What is expected: From the listing below, return each line that includes "scope".

Information:
#[derive(Debug, Deserialize)]
struct ApiUsage {
    prompt_tokens: u32,
    completion_tokens: u32,
}

impl ApiUsage {
    fn into_usage(self) -> Usage {
        Usage::new(self.prompt_tokens, self.completion_tokens)
    }
}

/// A single SSE `data: {...}` event from a streaming response.
#[derive(Debug, Deserialize)]
struct StreamResponse {
    #[serde(default)]
    choices: Vec<StreamChoice>,
    #[serde(default)]
    usage: Option<ApiUsage>,
    /// Some servers report mid-stream failures in-band
    #[serde(default)]
    error: Option<serde_json::Value>,
}

#[derive(Debug, Deserialize)]
struct StreamChoice {
    delta: StreamDelta,
}

#[derive(Debug, Deserialize)]
struct StreamDelta {
    #[serde(default)]
    content: Option<String>,
    #[serde(default)]
    tool_calls: Option<Vec<StreamToolCallDelta>>,
}

/// A tool call delta; arrives incrementally across events.
#[derive(Debug, Deserialize)]
struct StreamToolCallDelta {
    index: u32,
    #[serde(default)]
    id: Option<String>,
    #[serde(default)]
    function: Option<StreamFunctionDelta>,
}

#[derive(Debug, Deserialize)]
struct StreamFunctionDelta {
    #[serde(default)]
    name: Option<String>,
    #[serde(default)]
    arguments: Option<String>,
}

#[derive(Debug, Default)]
struct ToolCallAccumulator {
    id: String,
    name: String,
    arguments: String,
}

impl ToolCallAccumulator {
    fn into_tool_call(self) -> MessageToolCall {
        MessageToolCall {
            id: self.id,
            name: self.name,
            arguments: self.arguments,
        }
    }
}

#[cfg(test)]
mod tests {
    use super::*;
    use axum::{Json, Router, http::StatusCode, response::IntoResponse, routing::post};

    fn decode_all(decoder: &mut ChatStreamDecoder, events: &[&str]) -> Vec<StreamChunk> {
        events
            .iter()
            .flat_map(|e| decoder.decode(e).unwrap())
            .collect()
    }

    #[test]
    fn message_conversion() {
        let messages = vec![Message::system("You are helpful"), Message::user("Hello")];
        let api_messages = OpenAiCompatProvider::to_api_messages(&messages);
        assert_eq!(api_messages.len(), 2);
        assert_eq!(api_messages[0].role, "system");
        assert_eq!(api_messages[1].role, "user");
    }

    #[test]
    fn message_conversion_with_tool_calls() {
        let mut msg = Message::assistant("");
        msg.tool_calls = vec![MessageToolCall {
            id: "call_1".into(),
            name: "terminal".into(),
            arguments: r#"{"command":"ls"}"#.into(),
        }];
        let api_msgs = OpenAiCompatProvider::to_api_messages(&[msg, Message::tool_result("call_1", "ok")]);
        let tc = api_msgs[0].tool_calls.as_ref().unwrap();
        assert_eq!(tc[0].function.name, "terminal");
        assert_eq!(api_msgs[1].role, "tool");
        assert_eq!(api_msgs[1].tool_call_id.as_deref(), Some("call_1"));
    }

    #[test]
    fn body_includes_usage_option_only_when_streaming() {
        let req = ProviderRequest::new("glm-4.7", vec![Message::user("hi")]);
        let streaming = OpenAiCompatProvider::request_body(&req, true);
        assert_eq!(streaming["stream_options"]["include_usage"], true);
        let aggregate = OpenAiCompatProvider::request_body(&req, false);
        assert!(aggregate.get("stream_options").is_none());
        assert!(aggregate.get("tools").is_none());
    }

    #[test]
    fn decoder_emits_content_then_usage() {
        let mut decoder = ChatStreamDecoder::default();
        let chunks = decode_all(
            &mut decoder,
            &[
                r#"{"choices":[{"delta":{"role":"assistant","content":""}}]}"#,
                r#"{"choices":[{"delta":{"content":"Hello"}}]}"#,
                r#"{"choices":[{"delta":{"content":" world"},"finish_reason":"stop"}]}"#,
                r#"{"choices":[],"usage":{"prompt_tokens":10,"completion_tokens":5,"total_tokens":15}}"#,
                "[DONE]",
            ],
        );
        assert_eq!(chunks.len(), 3);
        assert_eq!(chunks[0].content.as_deref(), Some("Hello"));
        assert_eq!(chunks[1].content.as_deref(), Some(" world"));
        assert!(chunks[2].done);
        assert_eq!(chunks[2].usage, Some(Usage::new(10, 5)));
    }

    #[test]
    fn usage_on_every_event_does_not_end_the_stream() {
        let mut decoder = ChatStreamDecoder::default();
        let chunks = decode_all(
            &mut decoder,
            &[
                r#"{"choices":[{"delta":{"content":"Hello"}}],"usage":{"prompt_tokens":10,"completion_tokens":1}}"#,
                r#"{"choices":[{"delta":{"content":" world"}}],"usage":{"prompt_tokens":10,"completion_tokens":2}}"#,
            ],
        );
        assert_eq!(chunks.len(), 2);
        assert!(chunks.iter().all(|c| !c.done));

        // Connection closed without [DONE]: the latest usage is kept.
        let last = decoder.finish();
        assert!(last.done);
        assert_eq!(last.usage, Some(Usage::new(10, 2)));
    }

    #[test]
    fn decoder_assembles_tool_call_deltas() {
        let mut decoder = ChatStreamDecoder::default();
        let chunks = decode_all(
            &mut decoder,
            &[
                r#"{"choices":[{"delta":{"tool_calls":[{"index":0,"id":"call_abc","function":{"name":"terminal","arguments":""}}]}}]}"#,
                r#"{"choices":[{"delta":{"tool_calls":[{"index":0,"function":{"arguments":"{\"command\""}}]}}]}"#,
                r#"{"choices":[{"delta":{"tool_calls":[{"index":0,"function":{"arguments":":\"ls\"}"}}]}}]}"#,
                "[DONE]",
            ],
        );
        assert_eq!(chunks.len(), 1);
        let last = &chunks[0];
        assert!(last.done);
        assert_eq!(last.tool_calls.len(), 1);
        assert_eq!(last.tool_calls[0].id, "call_abc");
        assert_eq!(last.tool_calls[0].arguments, r#"{"command":"ls"}"#);
    }

    #[test]
    fn decoder_rejects_garbage() {
        let mut decoder = ChatStreamDecoder::default();
        let err = decoder.decode("not json").unwrap_err();
        assert!(matches!(err, ProviderError::MalformedResponse(_)));
    }

    #[test]
    fn decoder_surfaces_in_band_errors() {
        let mut decoder = ChatStreamDecoder::default();
        let err = decoder
            .decode(r#"{"error":{"code":"1113","message":"Insufficient balance"}}"#)
            .unwrap_err();
        assert!(matches!(err, ProviderError::StreamInterrupted(m) if m.contains("Insufficient")));
    }

    async fn serve(app: Router) -> String {
        let listener = tokio::net::TcpListener::bind("127.0.0.1:0").await.unwrap();
        let addr = listener.local_addr().unwrap();
        tokio::spawn(async move {
            axum::serve(listener, app).await.unwrap();
        });
        format!("http://{addr}")
    }

    #[tokio::test]
    async fn stream_over_http() {
        let sse = concat!(
            "data: {\"choices\":[{\"delta\":{\"content\":\"Hel\"}}]}\n\n",
            "data: {\"choices\":[{\"delta\":{\"content\":\"lo\"},\"finish_reason\":\"stop\"}]}\n\n",
            "data: {\"choices\":[],\"usage\":{\"prompt_tokens\":7,\"completion_tokens\":2}}\n\n",
            "data: [DONE]\n\n",
        );
        let app = Router::new().route(
            "/chat/completions",
            post(move || async move { ([("content-type", "text/event-stream")], sse) }),
        );
        let base = serve(app).await;

        let provider = OpenAiCompatProvider::new("zai", &base, "sk-test").unwrap();
        let mut rx = provider
            .stream(ProviderRequest::new("glm-4.7", vec![Message::user("hi")]))
            .await
            .unwrap();

        let mut text = String::new();
        let mut usage = None;
        while let Some(chunk) = rx.recv().await {
            let chunk = chunk.unwrap();
            text.push_str(chunk.content.as_deref().unwrap_or(""));
            if chunk.done {
                usage = chunk.usage;
            }
        }
        assert_eq!(text, "Hello");
        assert_eq!(usage, Some(Usage::new(7, 2)));
    }

    #[tokio::test]
    async fn complete_over_http() {
        let app = Router::new().route(
            "/chat/completions",
            post(|| async {
                Json(serde_json::json!({
                    "model": "glm-4.7",
                    "choices": [{"message": {"role": "assistant", "content": "pong"}}],
                    "usage": {"prompt_tokens": 3, "completion_tokens": 1, "total_tokens": 4}
                }))
            }),
        );
        let base = serve(app).await;

        let provider = OpenAiCompatProvider::new("zai", &base, "sk-test").unwrap();
        let resp = provider
            .complete(ProviderRequest::new("glm-4.7", vec![Message::user("ping")]))
            .await
            .unwrap();
        assert_eq!(resp.message.content, "pong");
        assert_eq!(resp.usage, Some(Usage::new(3, 1)));
    }

    #[tokio::test]
    async fn http_status_maps_to_error_kind() {
        let app = Router::new().route(
            "/chat/completions",
            post(|| async { (StatusCode::UNAUTHORIZED, "invalid api key").into_response() }),
        );
        let base = serve(app).await;

        let provider = OpenAiCompatProvider::new("zai", &base, "bad").unwrap();
        let err = provider
            .complete(ProviderRequest::new("glm-4.7", vec![Message::user("ping")]))
            .await
            .unwrap_err();
        assert!(matches!(err, ProviderError::AuthenticationFailed(m) if m.contains("invalid")));
    }

    #[tokio::test]
    async fn unreachable_endpoint_is_network_error() {
        let provider = OpenAiCompatProvider::new("zai", "http://127.0.0.1:1", "sk").unwrap();
        let err = provider
            .complete(ProviderRequest::new("glm-4.7", vec![Message::user("ping")]))
            .await
            .unwrap_err();
        assert!(matches!(err, ProviderError::Network(_) | ProviderError::Timeout(_)));
    }
}
impl Hub {
    pub fn new(queue_capacity: usize) -> Self {
        Self {
            state: Arc::new(RwLock::new(HubState::default())),
            queue_capacity: queue_capacity.max(1),
        }
    }

    /// Register a freshly connected session. The returned receiver is the
    /// session's outbound queue.
    pub async fn register(&self, addr: impl Into<String>) -> (SessionId, mpsc::Receiver<String>) {
        let mut bytes = [0u8; 16];
        rand::thread_rng().fill_bytes(&mut bytes);
        let id = hex::encode(bytes);

        let (tx, rx) = mpsc::channel(self.queue_capacity);
        let addr = addr.into();
        let entry = SessionEntry {
            info: PeerInfo {
                id: id.clone(),
                name: String::new(),
                platform: String::new(),
            },
            addr: addr.clone(),
            tx,
            auto_room: None,
            coded_room: None,
        };
        self.state.write().await.sessions.insert(id.clone(), entry);

        info!(session = %id, addr = %addr, "Session registered");
        (id, rx)
    }

    /// Drop a session from every room and from the session table.
    ///
    /// Safe to call more than once, and for sessions that never sent `join`.
    pub async fn unregister(&self, id: &str) {
        let mut state = self.state.write().await;
        if !state.sessions.contains_key(id) {
            return;
        }
        if let Err(e) = state.leave_auto(id) {
            warn!(session = %id, error = %e, "Failed to announce departure");
        }
        if let Err(e) = state.leave_coded(id) {
            warn!(session = %id, error = %e, "Failed to announce departure");
        }
        state.sessions.remove(id);
        info!(session = %id, "Session unregistered");
    }

    /// Attach the declared name/platform and join the auto-scope room derived
    /// from the session's address. Returns the room id.
    pub async fn join(&self, id: &str, name: String, platform: String) -> Result<String, HubError> {
        let mut state = self.state.write().await;
        let entry = state
            .sessions
            .get_mut(id)
            .ok_or_else(|| HubError::UnknownSession(id.to_string()))?;
        entry.info.name = name;
        entry.info.platform = platform;
        let room_id = auto_room_id(&entry.addr);

        // A repeated join re-announces the session with its new details
        state.leave_auto(id)?;

        state.enter_room(RoomKind::Auto, &room_id, id, true, |peers| {
            Ok(Envelope::peers(peers)?)
        })?;
        if let Some(entry) = state.sessions.get_mut(id) {
            entry.auto_room = Some(room_id.clone());
        }

        info!(session = %id, room = %room_id, "Joined auto-scope room");
        Ok(room_id)
    }

    /// Create a coded room with a fresh, non-colliding code and put the
    /// requester in it. Replies with `room-created`.
    pub async fn create_coded_room(&self, id: &str) -> Result<String, HubError> {
        self.create_coded_room_with(id, || generate_room_code(&mut rand::thread_rng()))
            .await
    }

    /// As [`Hub::create_coded_room`], drawing candidate codes from `next_code`.
    pub async fn create_coded_room_with(
        &self,
        id: &str,
        mut next_code: impl FnMut() -> String,
    ) -> Result<String, HubError> {
        let mut state = self.state.write().await;
        if !state.sessions.contains_key(id) {
            return Err(HubError::UnknownSession(id.to_string()));
        }

        let code = loop {
            let candidate = next_code();
            if !state.coded_rooms.contains_key(&candidate) {
                break candidate;
            }
            debug!(code = %candidate, "Room code collision, retrying");
        };

        state.leave_coded(id)?;

        let mut room = Room::new(code.clone(), RoomKind::Coded);
        room.add(id);
        state.coded_rooms.insert(code.clone(), room);
        if let Some(entry) = state.sessions.get_mut(id) {
            entry.coded_room = Some(code.clone());
        }

        let msg = Envelope::room_created(code.clone())?.encode()?;
        state.send(id, &msg);

        info!(session = %id, room = %code, "Coded room created");
        Ok(code)
    }

    /// Join an existing coded room. Leaves any other coded room first.
    /// An unknown code never creates a room.
    pub async fn join_coded_room(&self, id: &str, code: &str) -> Result<(), HubError> {
        let mut state = self.state.write().await;
        if !state.sessions.contains_key(id) {
            return Err(HubError::UnknownSession(id.to_string()));
        }
        if !state.coded_rooms.contains_key(code) {
            return Err(HubError::RoomNotFound(code.to_string()));
        }

        let already_member = state
            .sessions
            .get(id)
            .and_then(|s| s.coded_room.as_deref())
            == Some(code);
        if !already_member {
            state.leave_coded(id)?;
        }

        // Members already know a session that is re-joining
        state.enter_room(RoomKind::Coded, code, id, !already_member, |peers| {
            Ok(Envelope::room_joined(code, peers)?)
        })?;
        if let Some(entry) = state.sessions.get_mut(id) {
            entry.coded_room = Some(code.to_string());
        }

        info!(session = %id, room = %code, "Joined coded room");
        Ok(())
    }

    /// Leave the session's coded room, if any. The leaver gets `room-left`.
    pub async fn leave_coded_room(&self, id: &str) -> Result<Option<String>, HubError> {
        let mut state = self.state.write().await;
        let left = state.leave_coded(id)?;
        if let Some(code) = &left {
            let msg = Envelope::room_left(code.clone())?.encode()?;
            state.send(id, &msg);
            info!(session = %id, room = %code, "Left coded room");
        }
        Ok(left)
    }

    /// Forward a directed envelope to `envelope.target_id`.
    ///
    /// The sender's auto-scope room is searched before its coded room; the
    /// first room containing the target wins. The envelope is stamped with
    /// the sender id and its payload is passed through untouched. Returns
    /// whether the message was queued.
    pub async fn relay(&self, from: &str, mut envelope: Envelope) -> bool {
        let Some(target) = envelope.target_id.clone() else {
            debug!(session = %from, kind = ?envelope.kind, "Relay without target");
            return false;
        };
        envelope.peer_id = Some(from.to_string());

        let state = self.state.read().await;
        let Some(sender) = state.sessions.get(from) else {
            return false;
        };

        let shared = [
            sender
                .auto_room
                .as_ref()
                .and_then(|r| state.auto_rooms.get(r)),
            sender
                .coded_room
                .as_ref()
                .and_then(|r| state.coded_rooms.get(r)),
        ]
        .into_iter()
        .flatten()
        .any(|room| room.contains(&target));

        if !shared {
            debug!(session = %from, target = %target, "Relay target not found");
            return false;
        }

        match envelope.encode() {
            Ok(msg) => state.send(&target, &msg),
            Err(e) => {
                warn!(session = %from, error = %e, "Failed to encode relayed message");
                false
            }
        }
    }

    /// Queue an envelope for one session.
    pub async fn enqueue(&self, id: &str, envelope: &Envelope) -> bool {
        match envelope.encode() {
            Ok(msg) => self.state.read().await.send(id, &msg),
            Err(e) => {
                warn!(session = %id, error = %e, "Failed to encode message");
                false
            }
        }
    }

    /// Remove rooms whose membership reached zero without being cleaned up.
    pub async fn sweep_empty_rooms(&self) -> usize {
        let mut state = self.state.write().await;
        let before = state.auto_rooms.len() + state.coded_rooms.len();
        let keep = |_: &String, room: &mut Room| {
            if room.is_empty() {
                debug!(room = %room.id, kind = ?room.kind, "Sweeping empty room");
            }
            !room.is_empty()
        };
        state.auto_rooms.retain(keep);
        state.coded_rooms.retain(keep);
        let removed = before - (state.auto_rooms.len() + state.coded_rooms.len());
        if removed > 0 {
            debug!(removed, "Swept empty rooms");
        }
        removed
    }

    pub async fn stats(&self) -> HubStats {
        let state = self.state.read().await;
        HubStats {
            sessions: state.sessions.len(),
            auto_rooms: state.auto_rooms.len(),
            coded_rooms: state.coded_rooms.len(),
        }
    }

    #[cfg(test)]
    async fn insert_empty_room(&self, kind: RoomKind, id: &str) {
        self.state
            .write()
            .await
            .rooms_mut(kind)
            .insert(id.to_string(), Room::new(id, kind));
    }
}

Response area:
    /// Attach the declared name/platform and join the auto-scope room derived
        info!(session = %id, room = %room_id, "Joined auto-scope room");
    /// The sender's auto-scope room is searched before its coded room; the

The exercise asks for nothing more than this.